Stored entries:
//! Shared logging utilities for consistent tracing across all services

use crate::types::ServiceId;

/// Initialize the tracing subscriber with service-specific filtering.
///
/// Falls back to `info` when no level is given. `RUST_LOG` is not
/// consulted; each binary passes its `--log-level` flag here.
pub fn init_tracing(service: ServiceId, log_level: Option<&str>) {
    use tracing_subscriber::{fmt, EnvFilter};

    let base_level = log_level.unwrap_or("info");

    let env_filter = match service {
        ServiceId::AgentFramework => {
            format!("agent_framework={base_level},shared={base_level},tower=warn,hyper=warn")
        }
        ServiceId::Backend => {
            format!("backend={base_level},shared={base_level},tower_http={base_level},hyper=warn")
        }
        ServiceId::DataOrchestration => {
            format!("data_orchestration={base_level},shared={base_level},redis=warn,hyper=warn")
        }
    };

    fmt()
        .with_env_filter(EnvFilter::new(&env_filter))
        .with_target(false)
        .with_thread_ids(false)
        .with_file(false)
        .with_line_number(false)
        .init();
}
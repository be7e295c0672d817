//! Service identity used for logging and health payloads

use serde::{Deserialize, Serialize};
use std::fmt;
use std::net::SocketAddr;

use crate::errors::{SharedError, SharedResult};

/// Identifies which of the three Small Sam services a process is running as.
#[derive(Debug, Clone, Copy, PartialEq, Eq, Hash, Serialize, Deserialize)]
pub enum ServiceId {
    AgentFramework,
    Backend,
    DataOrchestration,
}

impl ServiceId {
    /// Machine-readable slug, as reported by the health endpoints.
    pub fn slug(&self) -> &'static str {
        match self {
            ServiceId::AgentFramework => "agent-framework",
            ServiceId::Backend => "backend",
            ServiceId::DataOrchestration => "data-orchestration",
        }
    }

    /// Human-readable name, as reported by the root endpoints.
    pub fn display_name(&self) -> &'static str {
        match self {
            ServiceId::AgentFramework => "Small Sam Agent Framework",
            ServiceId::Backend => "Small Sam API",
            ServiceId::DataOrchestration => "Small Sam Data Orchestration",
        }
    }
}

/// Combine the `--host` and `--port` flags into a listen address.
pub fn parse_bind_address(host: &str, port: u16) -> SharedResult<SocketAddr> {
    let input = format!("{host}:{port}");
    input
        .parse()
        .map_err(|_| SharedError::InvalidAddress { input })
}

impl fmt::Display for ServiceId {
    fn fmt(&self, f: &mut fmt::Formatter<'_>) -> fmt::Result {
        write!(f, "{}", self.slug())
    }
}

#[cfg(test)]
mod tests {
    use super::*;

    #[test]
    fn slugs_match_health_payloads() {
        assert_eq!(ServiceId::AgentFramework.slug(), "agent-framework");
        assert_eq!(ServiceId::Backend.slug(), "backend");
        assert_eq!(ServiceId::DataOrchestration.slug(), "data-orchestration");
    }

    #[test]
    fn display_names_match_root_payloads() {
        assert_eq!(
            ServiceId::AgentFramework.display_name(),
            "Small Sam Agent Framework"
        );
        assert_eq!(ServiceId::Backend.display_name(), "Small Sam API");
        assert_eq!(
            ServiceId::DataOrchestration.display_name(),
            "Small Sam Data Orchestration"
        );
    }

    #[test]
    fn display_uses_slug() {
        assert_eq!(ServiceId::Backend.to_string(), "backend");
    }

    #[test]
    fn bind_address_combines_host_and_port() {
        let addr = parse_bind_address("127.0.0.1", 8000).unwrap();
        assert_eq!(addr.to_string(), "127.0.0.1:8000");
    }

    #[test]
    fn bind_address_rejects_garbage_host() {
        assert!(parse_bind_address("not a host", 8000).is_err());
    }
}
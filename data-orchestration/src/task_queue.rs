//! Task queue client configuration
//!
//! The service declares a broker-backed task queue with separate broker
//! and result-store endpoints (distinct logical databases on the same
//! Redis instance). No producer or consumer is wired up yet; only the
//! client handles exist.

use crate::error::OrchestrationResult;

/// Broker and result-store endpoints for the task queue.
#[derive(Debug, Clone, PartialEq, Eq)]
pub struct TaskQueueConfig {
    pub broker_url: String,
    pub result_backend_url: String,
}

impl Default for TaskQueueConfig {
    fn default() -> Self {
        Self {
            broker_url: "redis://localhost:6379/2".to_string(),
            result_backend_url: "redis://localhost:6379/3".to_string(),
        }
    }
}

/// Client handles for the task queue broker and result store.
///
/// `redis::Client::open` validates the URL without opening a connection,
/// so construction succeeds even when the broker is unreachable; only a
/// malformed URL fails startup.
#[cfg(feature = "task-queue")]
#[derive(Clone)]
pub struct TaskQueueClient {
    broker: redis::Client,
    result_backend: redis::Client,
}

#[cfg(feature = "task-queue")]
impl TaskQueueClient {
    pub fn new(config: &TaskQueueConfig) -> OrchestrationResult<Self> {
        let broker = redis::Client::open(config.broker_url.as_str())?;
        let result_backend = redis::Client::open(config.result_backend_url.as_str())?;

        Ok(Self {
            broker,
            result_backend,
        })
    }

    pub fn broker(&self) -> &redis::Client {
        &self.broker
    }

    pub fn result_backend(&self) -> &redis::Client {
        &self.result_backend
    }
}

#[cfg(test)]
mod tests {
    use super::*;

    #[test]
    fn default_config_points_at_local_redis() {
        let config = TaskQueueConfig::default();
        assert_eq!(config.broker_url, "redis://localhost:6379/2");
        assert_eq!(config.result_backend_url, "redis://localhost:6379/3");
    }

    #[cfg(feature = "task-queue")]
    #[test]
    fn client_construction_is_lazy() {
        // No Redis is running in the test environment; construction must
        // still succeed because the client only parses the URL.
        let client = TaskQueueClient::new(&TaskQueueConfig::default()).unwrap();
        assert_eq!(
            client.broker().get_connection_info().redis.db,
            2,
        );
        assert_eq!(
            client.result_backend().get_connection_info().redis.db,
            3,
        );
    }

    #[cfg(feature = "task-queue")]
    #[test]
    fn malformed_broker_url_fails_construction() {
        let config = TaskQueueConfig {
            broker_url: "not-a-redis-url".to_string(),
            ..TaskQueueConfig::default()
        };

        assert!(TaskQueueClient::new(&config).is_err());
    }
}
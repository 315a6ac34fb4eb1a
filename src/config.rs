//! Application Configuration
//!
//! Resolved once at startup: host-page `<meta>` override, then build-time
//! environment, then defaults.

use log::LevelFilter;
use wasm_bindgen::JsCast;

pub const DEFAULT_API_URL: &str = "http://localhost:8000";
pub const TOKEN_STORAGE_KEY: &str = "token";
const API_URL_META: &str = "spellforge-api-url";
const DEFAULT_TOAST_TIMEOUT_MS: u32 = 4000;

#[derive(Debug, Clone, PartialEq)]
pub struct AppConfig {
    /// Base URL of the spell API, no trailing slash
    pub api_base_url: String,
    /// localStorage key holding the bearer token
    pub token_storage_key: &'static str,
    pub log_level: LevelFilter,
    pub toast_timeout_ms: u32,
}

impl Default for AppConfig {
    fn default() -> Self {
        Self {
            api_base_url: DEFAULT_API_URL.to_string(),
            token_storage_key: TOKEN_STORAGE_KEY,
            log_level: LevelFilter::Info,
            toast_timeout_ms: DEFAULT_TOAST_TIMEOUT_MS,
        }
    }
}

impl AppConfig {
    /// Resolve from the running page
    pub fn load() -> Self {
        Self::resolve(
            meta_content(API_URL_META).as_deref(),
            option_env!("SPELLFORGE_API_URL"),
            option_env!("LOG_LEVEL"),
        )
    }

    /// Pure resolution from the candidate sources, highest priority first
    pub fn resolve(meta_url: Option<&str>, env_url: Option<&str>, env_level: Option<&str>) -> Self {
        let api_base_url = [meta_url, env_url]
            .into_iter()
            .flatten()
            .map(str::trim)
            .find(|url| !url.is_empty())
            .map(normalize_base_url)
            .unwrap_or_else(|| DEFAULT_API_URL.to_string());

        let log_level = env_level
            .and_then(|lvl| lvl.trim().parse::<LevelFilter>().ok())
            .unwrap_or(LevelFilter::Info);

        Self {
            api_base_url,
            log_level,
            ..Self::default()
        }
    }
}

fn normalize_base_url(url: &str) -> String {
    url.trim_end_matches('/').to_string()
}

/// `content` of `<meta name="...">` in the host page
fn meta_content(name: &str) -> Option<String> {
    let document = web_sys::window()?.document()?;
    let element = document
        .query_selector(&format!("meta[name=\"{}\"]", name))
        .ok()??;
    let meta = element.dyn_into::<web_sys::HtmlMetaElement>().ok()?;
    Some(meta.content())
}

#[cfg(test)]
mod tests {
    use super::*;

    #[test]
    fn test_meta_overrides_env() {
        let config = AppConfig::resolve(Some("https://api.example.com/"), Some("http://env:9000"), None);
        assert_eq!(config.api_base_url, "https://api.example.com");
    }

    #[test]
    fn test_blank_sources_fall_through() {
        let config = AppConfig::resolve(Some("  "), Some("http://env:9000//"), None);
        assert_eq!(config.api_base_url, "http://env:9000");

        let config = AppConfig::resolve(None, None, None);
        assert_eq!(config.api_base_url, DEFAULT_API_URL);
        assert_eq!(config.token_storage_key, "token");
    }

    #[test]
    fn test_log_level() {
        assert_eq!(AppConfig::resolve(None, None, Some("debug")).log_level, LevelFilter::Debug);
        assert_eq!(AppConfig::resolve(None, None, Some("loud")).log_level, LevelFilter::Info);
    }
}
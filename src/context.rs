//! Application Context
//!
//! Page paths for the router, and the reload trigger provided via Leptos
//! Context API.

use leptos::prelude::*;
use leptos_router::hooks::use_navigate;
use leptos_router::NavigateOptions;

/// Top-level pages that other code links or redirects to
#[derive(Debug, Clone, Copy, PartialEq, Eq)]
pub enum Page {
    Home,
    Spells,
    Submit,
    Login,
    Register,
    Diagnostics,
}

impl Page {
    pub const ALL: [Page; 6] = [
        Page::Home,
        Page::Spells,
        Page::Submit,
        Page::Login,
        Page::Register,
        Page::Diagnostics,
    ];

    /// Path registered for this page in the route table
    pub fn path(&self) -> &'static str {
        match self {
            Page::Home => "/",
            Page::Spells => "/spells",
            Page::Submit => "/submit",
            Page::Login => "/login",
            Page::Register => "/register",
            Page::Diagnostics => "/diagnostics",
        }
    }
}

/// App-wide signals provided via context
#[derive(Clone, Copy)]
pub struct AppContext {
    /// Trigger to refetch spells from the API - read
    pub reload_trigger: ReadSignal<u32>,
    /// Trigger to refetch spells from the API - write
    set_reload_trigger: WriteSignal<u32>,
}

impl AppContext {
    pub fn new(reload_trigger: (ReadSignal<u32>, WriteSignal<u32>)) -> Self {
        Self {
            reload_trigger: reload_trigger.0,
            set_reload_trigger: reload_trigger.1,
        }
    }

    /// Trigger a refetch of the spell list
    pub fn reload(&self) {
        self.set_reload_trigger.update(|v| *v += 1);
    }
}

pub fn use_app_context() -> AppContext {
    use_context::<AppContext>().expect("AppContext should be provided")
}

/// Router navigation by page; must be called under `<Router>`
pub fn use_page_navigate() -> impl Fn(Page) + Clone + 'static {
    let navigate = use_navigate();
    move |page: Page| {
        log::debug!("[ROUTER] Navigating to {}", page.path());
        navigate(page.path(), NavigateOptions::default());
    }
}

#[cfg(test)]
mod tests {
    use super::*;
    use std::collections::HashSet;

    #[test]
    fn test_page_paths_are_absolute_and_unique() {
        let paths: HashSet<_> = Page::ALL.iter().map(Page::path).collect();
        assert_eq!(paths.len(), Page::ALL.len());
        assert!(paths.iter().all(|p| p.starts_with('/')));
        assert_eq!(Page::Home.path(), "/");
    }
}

WHAT THE EXERCISE ASKS:
Please return a copy of each line in the entries that has the string "reported".

ANSWER SECTION:
    /// Machine-readable slug, as reported by the health endpoints.
    /// Human-readable name, as reported by the root endpoints.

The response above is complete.